--- Input data Enclosed Below ---
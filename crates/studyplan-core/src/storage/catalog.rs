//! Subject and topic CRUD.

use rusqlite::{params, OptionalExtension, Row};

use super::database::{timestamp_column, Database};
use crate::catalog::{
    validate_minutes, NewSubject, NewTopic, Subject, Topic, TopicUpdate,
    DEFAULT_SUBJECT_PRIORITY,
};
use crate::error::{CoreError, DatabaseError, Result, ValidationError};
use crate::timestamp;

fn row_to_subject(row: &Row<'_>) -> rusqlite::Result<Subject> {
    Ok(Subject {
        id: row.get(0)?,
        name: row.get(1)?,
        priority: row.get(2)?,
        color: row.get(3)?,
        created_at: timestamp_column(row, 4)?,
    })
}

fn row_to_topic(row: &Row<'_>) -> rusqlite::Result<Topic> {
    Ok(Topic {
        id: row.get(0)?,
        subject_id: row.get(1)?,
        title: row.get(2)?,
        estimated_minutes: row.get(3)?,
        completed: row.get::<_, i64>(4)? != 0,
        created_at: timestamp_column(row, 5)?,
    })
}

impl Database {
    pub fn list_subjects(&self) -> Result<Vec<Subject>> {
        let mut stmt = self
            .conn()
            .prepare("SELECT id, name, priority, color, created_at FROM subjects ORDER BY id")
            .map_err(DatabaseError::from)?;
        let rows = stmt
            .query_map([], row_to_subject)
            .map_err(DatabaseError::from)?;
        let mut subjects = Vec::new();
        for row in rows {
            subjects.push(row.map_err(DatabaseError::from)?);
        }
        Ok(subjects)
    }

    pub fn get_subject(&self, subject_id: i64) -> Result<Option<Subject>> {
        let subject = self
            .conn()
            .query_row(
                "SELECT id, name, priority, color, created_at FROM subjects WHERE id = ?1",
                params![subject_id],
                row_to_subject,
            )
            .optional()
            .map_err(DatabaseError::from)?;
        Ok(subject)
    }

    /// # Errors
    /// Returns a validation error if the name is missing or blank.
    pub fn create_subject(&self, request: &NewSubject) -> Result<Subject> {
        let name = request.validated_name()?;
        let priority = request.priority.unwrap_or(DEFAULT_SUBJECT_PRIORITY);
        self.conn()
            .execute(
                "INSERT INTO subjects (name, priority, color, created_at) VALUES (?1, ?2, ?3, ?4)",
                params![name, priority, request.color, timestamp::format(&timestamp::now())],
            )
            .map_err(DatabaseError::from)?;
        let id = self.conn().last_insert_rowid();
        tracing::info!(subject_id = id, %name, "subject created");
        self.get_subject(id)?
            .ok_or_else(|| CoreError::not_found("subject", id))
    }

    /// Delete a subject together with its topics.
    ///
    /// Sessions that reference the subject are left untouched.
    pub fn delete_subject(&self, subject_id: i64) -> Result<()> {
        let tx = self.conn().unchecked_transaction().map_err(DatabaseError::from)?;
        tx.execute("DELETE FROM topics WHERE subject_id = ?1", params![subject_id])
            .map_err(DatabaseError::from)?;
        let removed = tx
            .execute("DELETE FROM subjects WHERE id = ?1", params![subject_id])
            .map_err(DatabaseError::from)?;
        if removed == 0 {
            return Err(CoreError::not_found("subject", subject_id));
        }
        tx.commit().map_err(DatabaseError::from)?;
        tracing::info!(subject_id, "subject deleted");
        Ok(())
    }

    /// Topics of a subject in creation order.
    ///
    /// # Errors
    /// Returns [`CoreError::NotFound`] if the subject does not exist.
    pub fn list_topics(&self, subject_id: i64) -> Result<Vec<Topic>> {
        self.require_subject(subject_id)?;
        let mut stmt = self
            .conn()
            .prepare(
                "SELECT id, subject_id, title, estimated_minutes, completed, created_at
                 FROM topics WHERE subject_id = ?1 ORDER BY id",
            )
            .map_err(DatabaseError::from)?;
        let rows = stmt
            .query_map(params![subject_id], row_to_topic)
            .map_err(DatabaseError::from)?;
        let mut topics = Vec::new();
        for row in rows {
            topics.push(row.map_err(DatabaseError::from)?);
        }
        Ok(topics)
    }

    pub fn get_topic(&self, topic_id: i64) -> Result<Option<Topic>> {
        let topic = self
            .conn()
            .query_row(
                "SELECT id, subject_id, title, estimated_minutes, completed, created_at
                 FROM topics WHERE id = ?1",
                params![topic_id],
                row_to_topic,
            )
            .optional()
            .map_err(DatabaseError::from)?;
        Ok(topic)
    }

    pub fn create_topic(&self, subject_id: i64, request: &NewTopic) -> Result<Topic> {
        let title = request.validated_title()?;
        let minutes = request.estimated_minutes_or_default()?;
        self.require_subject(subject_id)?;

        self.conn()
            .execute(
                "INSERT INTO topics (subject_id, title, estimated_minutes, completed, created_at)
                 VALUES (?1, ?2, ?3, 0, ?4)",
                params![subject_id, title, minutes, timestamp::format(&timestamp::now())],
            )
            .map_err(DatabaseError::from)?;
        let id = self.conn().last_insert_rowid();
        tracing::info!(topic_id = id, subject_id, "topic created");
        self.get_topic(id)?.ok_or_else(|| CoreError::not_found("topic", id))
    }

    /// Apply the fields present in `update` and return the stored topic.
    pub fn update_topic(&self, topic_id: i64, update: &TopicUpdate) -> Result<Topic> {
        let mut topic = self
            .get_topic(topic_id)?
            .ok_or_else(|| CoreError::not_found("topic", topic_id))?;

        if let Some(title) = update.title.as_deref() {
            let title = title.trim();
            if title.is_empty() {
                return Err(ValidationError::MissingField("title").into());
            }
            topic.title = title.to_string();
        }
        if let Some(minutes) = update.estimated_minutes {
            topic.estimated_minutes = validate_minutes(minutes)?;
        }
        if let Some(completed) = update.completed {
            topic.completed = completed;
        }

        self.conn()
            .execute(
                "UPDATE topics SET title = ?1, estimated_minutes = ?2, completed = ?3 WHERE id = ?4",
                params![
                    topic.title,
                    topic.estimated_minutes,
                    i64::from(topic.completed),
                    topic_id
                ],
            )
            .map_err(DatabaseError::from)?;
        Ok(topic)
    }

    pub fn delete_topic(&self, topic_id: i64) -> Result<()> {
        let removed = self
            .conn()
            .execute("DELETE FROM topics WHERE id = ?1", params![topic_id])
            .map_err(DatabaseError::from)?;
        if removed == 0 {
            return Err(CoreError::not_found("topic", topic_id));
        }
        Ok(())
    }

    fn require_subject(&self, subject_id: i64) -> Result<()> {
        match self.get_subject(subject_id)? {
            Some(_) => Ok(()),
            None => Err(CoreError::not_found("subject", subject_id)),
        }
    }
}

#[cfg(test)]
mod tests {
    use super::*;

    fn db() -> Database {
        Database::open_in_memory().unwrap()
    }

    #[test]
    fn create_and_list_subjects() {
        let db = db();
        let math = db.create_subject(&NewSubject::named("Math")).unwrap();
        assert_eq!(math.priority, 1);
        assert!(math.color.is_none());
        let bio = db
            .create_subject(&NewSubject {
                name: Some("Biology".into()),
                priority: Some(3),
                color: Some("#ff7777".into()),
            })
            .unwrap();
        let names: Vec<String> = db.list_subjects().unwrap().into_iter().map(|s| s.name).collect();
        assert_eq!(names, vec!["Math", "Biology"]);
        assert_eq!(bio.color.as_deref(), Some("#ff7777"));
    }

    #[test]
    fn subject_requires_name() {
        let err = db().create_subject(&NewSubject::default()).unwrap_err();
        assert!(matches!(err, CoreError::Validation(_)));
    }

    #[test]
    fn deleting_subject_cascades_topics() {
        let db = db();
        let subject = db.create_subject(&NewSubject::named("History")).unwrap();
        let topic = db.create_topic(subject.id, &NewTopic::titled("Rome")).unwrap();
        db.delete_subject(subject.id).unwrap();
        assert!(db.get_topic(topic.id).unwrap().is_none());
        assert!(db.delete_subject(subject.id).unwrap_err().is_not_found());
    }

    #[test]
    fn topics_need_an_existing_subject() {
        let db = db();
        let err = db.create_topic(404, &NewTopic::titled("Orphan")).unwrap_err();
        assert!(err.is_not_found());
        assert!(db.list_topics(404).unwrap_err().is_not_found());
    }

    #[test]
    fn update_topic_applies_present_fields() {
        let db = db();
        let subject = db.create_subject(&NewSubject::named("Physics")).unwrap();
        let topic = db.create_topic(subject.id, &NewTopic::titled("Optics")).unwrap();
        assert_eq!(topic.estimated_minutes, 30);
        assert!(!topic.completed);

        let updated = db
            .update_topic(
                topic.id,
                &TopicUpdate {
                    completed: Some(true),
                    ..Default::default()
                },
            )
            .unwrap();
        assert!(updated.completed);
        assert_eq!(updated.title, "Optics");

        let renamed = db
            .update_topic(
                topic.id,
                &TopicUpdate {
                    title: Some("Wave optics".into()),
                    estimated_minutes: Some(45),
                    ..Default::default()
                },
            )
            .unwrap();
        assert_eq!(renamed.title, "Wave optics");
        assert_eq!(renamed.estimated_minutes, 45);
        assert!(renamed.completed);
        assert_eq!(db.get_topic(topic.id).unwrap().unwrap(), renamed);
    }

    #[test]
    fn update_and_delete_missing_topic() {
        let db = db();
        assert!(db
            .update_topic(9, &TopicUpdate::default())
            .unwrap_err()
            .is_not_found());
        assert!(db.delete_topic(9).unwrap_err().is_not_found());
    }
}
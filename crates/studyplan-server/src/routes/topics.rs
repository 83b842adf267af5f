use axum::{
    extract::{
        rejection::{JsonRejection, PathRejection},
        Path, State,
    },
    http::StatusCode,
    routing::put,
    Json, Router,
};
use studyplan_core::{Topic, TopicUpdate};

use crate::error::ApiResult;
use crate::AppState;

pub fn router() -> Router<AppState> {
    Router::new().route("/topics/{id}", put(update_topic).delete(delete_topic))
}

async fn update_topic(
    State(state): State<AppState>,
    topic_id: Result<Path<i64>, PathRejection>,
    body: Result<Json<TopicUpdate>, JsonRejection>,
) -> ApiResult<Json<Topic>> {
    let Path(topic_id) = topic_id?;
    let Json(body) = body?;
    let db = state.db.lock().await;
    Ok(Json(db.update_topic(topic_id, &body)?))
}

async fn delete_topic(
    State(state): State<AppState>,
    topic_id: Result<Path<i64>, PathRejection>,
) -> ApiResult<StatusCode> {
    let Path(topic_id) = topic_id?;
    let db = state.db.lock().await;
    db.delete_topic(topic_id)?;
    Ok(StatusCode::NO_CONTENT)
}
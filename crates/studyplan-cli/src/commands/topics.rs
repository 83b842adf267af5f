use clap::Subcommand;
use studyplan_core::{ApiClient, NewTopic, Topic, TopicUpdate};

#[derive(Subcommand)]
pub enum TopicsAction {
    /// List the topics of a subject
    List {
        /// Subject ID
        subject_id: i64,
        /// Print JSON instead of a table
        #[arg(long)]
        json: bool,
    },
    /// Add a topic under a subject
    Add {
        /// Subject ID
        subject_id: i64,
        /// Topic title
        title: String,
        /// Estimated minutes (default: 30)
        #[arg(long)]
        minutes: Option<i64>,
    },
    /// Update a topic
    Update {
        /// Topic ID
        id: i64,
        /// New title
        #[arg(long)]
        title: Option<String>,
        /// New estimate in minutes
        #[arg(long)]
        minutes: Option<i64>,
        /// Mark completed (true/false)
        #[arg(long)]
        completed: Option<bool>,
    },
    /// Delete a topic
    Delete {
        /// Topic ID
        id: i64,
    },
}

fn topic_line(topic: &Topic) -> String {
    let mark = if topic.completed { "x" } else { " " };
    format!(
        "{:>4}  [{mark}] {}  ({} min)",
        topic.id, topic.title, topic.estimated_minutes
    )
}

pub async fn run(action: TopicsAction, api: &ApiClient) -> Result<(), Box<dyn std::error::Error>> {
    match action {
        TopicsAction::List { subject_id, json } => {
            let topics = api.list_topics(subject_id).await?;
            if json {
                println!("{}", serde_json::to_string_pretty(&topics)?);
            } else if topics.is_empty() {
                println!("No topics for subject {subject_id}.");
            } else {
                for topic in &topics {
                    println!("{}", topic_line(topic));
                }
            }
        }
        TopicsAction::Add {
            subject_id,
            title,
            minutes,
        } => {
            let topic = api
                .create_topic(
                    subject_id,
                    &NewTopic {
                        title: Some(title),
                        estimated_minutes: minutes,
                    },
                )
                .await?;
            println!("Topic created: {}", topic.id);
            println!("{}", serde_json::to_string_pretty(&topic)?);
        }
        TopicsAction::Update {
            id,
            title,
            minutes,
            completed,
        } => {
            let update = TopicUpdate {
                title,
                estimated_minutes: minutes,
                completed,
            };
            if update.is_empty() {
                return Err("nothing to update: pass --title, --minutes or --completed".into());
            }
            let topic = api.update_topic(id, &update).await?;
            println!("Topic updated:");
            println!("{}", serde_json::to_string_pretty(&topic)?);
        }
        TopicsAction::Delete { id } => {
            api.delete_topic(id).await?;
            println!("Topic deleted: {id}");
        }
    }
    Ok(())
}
--- End of Enclosed Input data ---
What the exercise asks — State how many lines in the records above contain the word "ApiClient". Give nothing but the number.

Answer box — 2